What this task involves: Down to the last character, repeat the data that follows.

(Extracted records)

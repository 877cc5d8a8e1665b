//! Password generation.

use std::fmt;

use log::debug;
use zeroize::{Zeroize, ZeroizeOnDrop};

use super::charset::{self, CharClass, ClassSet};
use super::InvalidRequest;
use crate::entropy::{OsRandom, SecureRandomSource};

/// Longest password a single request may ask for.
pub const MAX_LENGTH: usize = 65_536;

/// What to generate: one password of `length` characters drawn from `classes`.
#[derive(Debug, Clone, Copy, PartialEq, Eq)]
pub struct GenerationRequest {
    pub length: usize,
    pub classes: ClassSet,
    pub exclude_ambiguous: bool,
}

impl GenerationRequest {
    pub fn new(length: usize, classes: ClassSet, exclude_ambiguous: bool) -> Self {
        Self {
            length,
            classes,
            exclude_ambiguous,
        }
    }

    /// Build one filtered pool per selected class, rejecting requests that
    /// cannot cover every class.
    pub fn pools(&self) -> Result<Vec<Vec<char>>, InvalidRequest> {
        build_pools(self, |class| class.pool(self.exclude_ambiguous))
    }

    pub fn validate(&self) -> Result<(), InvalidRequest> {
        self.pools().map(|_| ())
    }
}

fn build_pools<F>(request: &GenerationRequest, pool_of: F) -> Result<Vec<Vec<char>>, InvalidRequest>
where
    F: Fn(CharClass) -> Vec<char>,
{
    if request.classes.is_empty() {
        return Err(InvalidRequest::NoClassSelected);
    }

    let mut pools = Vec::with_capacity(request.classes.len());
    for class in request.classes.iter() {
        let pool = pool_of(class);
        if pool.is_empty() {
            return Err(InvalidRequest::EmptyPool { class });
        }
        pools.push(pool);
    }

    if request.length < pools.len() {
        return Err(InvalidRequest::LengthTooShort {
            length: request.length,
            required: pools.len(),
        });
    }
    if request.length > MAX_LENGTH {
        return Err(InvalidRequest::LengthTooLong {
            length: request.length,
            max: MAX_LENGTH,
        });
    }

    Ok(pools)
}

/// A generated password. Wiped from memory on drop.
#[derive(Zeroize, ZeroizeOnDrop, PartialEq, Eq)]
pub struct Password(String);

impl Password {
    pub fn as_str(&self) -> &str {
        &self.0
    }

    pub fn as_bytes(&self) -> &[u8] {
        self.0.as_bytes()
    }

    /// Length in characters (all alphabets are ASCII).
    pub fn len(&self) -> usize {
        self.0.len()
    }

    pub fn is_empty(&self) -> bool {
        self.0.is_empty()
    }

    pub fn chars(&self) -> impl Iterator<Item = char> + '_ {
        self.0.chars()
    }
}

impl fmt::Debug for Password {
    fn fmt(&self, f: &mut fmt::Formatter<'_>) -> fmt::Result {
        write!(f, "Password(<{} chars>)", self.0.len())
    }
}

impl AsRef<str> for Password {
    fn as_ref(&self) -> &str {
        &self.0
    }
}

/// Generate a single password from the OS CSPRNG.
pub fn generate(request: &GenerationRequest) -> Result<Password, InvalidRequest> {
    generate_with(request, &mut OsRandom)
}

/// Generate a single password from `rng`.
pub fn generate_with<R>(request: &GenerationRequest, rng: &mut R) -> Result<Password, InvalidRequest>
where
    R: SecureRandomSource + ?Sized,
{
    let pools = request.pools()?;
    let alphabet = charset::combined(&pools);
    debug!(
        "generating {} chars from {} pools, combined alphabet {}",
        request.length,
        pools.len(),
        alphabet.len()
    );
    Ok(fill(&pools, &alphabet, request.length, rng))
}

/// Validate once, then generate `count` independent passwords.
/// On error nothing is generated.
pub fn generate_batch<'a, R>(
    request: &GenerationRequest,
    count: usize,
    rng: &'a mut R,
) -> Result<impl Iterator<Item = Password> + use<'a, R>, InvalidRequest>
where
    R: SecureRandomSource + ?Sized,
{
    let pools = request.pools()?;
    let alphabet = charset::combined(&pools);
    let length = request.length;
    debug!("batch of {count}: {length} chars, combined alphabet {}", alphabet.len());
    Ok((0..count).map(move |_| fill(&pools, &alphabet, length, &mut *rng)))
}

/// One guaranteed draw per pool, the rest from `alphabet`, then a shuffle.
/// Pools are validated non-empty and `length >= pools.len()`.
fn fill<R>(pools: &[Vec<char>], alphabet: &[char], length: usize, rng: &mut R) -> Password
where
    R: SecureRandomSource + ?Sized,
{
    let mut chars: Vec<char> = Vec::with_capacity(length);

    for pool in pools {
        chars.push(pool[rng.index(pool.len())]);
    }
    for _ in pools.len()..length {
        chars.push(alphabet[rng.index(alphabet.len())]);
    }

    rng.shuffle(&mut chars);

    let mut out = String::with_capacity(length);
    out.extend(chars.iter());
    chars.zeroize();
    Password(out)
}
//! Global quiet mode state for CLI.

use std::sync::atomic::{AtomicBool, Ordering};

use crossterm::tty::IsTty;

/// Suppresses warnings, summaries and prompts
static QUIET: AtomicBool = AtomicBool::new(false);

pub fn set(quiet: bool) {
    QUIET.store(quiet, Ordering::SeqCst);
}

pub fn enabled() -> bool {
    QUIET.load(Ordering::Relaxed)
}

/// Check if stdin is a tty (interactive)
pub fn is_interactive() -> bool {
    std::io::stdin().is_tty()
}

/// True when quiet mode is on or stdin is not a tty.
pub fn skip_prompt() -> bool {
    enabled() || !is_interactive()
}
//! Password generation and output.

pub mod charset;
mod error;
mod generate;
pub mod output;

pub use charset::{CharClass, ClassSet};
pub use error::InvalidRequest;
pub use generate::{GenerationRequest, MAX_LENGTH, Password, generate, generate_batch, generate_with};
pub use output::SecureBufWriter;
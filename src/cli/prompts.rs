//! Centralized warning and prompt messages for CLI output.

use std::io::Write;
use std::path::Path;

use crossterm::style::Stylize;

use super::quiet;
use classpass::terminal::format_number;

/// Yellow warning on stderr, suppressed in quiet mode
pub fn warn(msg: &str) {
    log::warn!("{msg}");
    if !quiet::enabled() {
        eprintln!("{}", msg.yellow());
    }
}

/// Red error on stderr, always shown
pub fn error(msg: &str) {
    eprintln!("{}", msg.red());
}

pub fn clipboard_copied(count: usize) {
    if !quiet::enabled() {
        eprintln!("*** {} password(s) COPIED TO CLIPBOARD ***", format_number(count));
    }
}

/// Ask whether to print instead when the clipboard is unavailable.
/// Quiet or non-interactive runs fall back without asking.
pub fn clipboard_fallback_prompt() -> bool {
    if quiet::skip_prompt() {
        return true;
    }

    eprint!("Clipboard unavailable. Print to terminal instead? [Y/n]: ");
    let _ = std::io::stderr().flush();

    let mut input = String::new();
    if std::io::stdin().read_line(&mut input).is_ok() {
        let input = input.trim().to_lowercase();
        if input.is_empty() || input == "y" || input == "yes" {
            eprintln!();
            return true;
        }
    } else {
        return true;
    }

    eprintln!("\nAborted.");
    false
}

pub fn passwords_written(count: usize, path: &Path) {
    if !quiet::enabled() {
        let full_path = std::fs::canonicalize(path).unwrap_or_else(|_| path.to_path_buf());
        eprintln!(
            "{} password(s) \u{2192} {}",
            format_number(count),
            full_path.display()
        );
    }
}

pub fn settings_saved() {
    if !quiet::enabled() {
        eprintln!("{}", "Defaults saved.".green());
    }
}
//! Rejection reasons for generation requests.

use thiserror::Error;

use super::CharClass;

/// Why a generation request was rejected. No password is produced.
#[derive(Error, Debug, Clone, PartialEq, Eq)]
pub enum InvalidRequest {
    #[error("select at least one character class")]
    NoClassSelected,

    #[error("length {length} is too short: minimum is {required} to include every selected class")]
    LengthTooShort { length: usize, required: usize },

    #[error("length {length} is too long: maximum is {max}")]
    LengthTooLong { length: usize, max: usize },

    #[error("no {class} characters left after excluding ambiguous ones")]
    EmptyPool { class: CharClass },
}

Output for this exercise:
repository 877cc5d8a8e1665b
//! Password generation.

use std::fmt;

use log::debug;
use zeroize::{Zeroize, ZeroizeOnDrop};

use super::charset::{self, CharClass, ClassSet};
use super::InvalidRequest;
use crate::entropy::{OsRandom, SecureRandomSource};

/// Longest password a single request may ask for.
pub const MAX_LENGTH: usize = 65_536;

/// What to generate: one password of `length` characters drawn from `classes`.
#[derive(Debug, Clone, Copy, PartialEq, Eq)]
pub struct GenerationRequest {
    pub length: usize,
    pub classes: ClassSet,
    pub exclude_ambiguous: bool,
}

impl GenerationRequest {
    pub fn new(length: usize, classes: ClassSet, exclude_ambiguous: bool) -> Self {
        Self {
            length,
            classes,
            exclude_ambiguous,
        }
    }

    /// Build one filtered pool per selected class, rejecting requests that
    /// cannot cover every class.
    pub fn pools(&self) -> Result<Vec<Vec<char>>, InvalidRequest> {
        build_pools(self, |class| class.pool(self.exclude_ambiguous))
    }

    pub fn validate(&self) -> Result<(), InvalidRequest> {
        self.pools().map(|_| ())
    }
}

fn build_pools<F>(request: &GenerationRequest, pool_of: F) -> Result<Vec<Vec<char>>, InvalidRequest>
where
    F: Fn(CharClass) -> Vec<char>,
{
    if request.classes.is_empty() {
        return Err(InvalidRequest::NoClassSelected);
    }

    let mut pools = Vec::with_capacity(request.classes.len());
    for class in request.classes.iter() {
        let pool = pool_of(class);
        if pool.is_empty() {
            return Err(InvalidRequest::EmptyPool { class });
        }
        pools.push(pool);
    }

    if request.length < pools.len() {
        return Err(InvalidRequest::LengthTooShort {
            length: request.length,
            required: pools.len(),
        });
    }
    if request.length > MAX_LENGTH {
        return Err(InvalidRequest::LengthTooLong {
            length: request.length,
            max: MAX_LENGTH,
        });
    }

    Ok(pools)
}

/// A generated password. Wiped from memory on drop.
#[derive(Zeroize, ZeroizeOnDrop, PartialEq, Eq)]
pub struct Password(String);

impl Password {
    pub fn as_str(&self) -> &str {
        &self.0
    }

    pub fn as_bytes(&self) -> &[u8] {
        self.0.as_bytes()
    }

    /// Length in characters (all alphabets are ASCII).
    pub fn len(&self) -> usize {
        self.0.len()
    }

    pub fn is_empty(&self) -> bool {
        self.0.is_empty()
    }

    pub fn chars(&self) -> impl Iterator<Item = char> + '_ {
        self.0.chars()
    }
}

impl fmt::Debug for Password {
    fn fmt(&self, f: &mut fmt::Formatter<'_>) -> fmt::Result {
        write!(f, "Password(<{} chars>)", self.0.len())
    }
}

impl AsRef<str> for Password {
    fn as_ref(&self) -> &str {
        &self.0
    }
}

/// Generate a single password from the OS CSPRNG.
pub fn generate(request: &GenerationRequest) -> Result<Password, InvalidRequest> {
    generate_with(request, &mut OsRandom)
}

/// Generate a single password from `rng`.
pub fn generate_with<R>(request: &GenerationRequest, rng: &mut R) -> Result<Password, InvalidRequest>
where
    R: SecureRandomSource + ?Sized,
{
    let pools = request.pools()?;
    let alphabet = charset::combined(&pools);
    debug!(
        "generating {} chars from {} pools, combined alphabet {}",
        request.length,
        pools.len(),
        alphabet.len()
    );
    Ok(fill(&pools, &alphabet, request.length, rng))
}

/// Validate once, then generate `count` independent passwords.
/// On error nothing is generated.
pub fn generate_batch<'a, R>(
    request: &GenerationRequest,
    count: usize,
    rng: &'a mut R,
) -> Result<impl Iterator<Item = Password> + use<'a, R>, InvalidRequest>
where
    R: SecureRandomSource + ?Sized,
{
    let pools = request.pools()?;
    let alphabet = charset::combined(&pools);
    let length = request.length;
    debug!("batch of {count}: {length} chars, combined alphabet {}", alphabet.len());
    Ok((0..count).map(move |_| fill(&pools, &alphabet, length, &mut *rng)))
}

/// One guaranteed draw per pool, the rest from `alphabet`, then a shuffle.
/// Pools are validated non-empty and `length >= pools.len()`.
fn fill<R>(pools: &[Vec<char>], alphabet: &[char], length: usize, rng: &mut R) -> Password
where
    R: SecureRandomSource + ?Sized,
{
    let mut chars: Vec<char> = Vec::with_capacity(length);

    for pool in pools {
        chars.push(pool[rng.index(pool.len())]);
    }
    for _ in pools.len()..length {
        chars.push(alphabet[rng.index(alphabet.len())]);
    }

    rng.shuffle(&mut chars);

    let mut out = String::with_capacity(length);
    out.extend(chars.iter());
    chars.zeroize();
    Password(out)
}
//! Global quiet mode state for CLI.

use std::sync::atomic::{AtomicBool, Ordering};

use crossterm::tty::IsTty;

/// Suppresses warnings, summaries and prompts
static QUIET: AtomicBool = AtomicBool::new(false);

pub fn set(quiet: bool) {
    QUIET.store(quiet, Ordering::SeqCst);
}

pub fn enabled() -> bool {
    QUIET.load(Ordering::Relaxed)
}

/// Check if stdin is a tty (interactive)
pub fn is_interactive() -> bool {
    std::io::stdin().is_tty()
}

/// True when quiet mode is on or stdin is not a tty.
pub fn skip_prompt() -> bool {
    enabled() || !is_interactive()
}
//! Password generation and output.

pub mod charset;
mod error;
mod generate;
pub mod output;

pub use charset::{CharClass, ClassSet};
pub use error::InvalidRequest;
pub use generate::{GenerationRequest, MAX_LENGTH, Password, generate, generate_batch, generate_with};
pub use output::SecureBufWriter;
filename src/cli/prompts.rs
//! Centralized warning and prompt messages for CLI output.

use std::io::Write;
use std::path::Path;

use crossterm::style::Stylize;

use super::quiet;
use classpass::terminal::format_number;

/// Yellow warning on stderr, suppressed in quiet mode
pub fn warn(msg: &str) {
    log::warn!("{msg}");
    if !quiet::enabled() {
        eprintln!("{}", msg.yellow());
    }
}

/// Red error on stderr, always shown
pub fn error(msg: &str) {
    eprintln!("{}", msg.red());
}

pub fn clipboard_copied(count: usize) {
    if !quiet::enabled() {
        eprintln!("*** {} password(s) COPIED TO CLIPBOARD ***", format_number(count));
    }
}

/// Ask whether to print instead when the clipboard is unavailable.
/// Quiet or non-interactive runs fall back without asking.
pub fn clipboard_fallback_prompt() -> bool {
    if quiet::skip_prompt() {
        return true;
    }

    eprint!("Clipboard unavailable. Print to terminal instead? [Y/n]: ");
    let _ = std::io::stderr().flush();

    let mut input = String::new();
    if std::io::stdin().read_line(&mut input).is_ok() {
        let input = input.trim().to_lowercase();
        if input.is_empty() || input == "y" || input == "yes" {
            eprintln!();
            return true;
        }
    } else {
        return true;
    }

    eprintln!("\nAborted.");
    false
}

pub fn passwords_written(count: usize, path: &Path) {
    if !quiet::enabled() {
        let full_path = std::fs::canonicalize(path).unwrap_or_else(|_| path.to_path_buf());
        eprintln!(
            "{} password(s) \u{2192} {}",
            format_number(count),
            full_path.display()
        );
    }
}

pub fn settings_saved() {
    if !quiet::enabled() {
        eprintln!("{}", "Defaults saved.".green());
    }
}
//! Rejection reasons for generation requests.

use thiserror::Error;

use super::CharClass;

/// Why a generation request was rejected. No password is produced.
#[derive(Error, Debug, Clone, PartialEq, Eq)]
pub enum InvalidRequest {
    #[error("select at least one character class")]
    NoClassSelected,

    #[error("length {length} is too short: minimum is {required} to include every selected class")]
    LengthTooShort { length: usize, required: usize },

    #[error("length {length} is too long: maximum is {max}")]
    LengthTooLong { length: usize, max: usize },

    #[error("no {class} characters left after excluding ambiguous ones")]
    EmptyPool { class: CharClass },
}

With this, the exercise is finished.